**What you should do:** Write only the number of lines in the entries below that contain the string "true".

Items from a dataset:
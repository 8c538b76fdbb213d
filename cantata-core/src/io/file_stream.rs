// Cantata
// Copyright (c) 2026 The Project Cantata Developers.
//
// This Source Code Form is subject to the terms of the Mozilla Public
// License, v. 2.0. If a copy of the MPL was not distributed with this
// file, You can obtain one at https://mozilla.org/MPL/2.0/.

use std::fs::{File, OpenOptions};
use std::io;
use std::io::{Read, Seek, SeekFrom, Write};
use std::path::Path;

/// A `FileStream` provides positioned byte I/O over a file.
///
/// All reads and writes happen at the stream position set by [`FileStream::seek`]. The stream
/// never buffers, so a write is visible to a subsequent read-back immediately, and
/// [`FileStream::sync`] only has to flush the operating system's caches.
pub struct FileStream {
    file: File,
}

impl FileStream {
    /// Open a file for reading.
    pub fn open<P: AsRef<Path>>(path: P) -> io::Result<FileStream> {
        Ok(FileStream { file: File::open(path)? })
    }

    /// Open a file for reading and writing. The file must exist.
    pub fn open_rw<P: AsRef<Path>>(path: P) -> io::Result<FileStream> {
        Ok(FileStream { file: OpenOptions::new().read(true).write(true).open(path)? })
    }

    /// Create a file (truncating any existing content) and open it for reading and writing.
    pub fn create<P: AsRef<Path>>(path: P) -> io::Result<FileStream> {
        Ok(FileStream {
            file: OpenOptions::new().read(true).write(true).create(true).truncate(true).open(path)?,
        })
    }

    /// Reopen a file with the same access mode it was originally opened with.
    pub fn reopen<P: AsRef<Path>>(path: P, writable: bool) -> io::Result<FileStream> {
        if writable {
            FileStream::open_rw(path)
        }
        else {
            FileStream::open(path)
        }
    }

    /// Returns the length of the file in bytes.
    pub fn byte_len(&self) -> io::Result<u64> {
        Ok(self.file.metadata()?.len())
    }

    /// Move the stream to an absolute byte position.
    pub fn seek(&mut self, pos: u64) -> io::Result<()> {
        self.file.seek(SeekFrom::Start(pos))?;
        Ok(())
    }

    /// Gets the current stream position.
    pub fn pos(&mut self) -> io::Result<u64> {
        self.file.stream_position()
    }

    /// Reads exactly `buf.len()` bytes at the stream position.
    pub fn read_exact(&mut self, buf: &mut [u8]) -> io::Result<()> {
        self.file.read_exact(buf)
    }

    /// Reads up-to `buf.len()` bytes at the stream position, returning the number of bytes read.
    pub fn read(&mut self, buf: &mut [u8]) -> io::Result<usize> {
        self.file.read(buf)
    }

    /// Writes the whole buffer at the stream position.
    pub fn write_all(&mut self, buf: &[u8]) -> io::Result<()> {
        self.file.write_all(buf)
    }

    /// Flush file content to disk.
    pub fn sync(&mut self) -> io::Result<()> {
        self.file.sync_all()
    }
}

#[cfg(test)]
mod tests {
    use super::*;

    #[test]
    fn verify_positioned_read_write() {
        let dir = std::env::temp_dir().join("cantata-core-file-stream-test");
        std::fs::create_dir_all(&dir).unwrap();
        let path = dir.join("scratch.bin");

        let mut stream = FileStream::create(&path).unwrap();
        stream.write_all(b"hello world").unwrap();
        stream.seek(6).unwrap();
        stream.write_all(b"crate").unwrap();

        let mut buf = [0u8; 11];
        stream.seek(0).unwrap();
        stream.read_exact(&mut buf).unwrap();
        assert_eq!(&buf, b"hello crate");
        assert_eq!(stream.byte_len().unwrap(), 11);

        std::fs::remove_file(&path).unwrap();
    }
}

**Answer box:** 2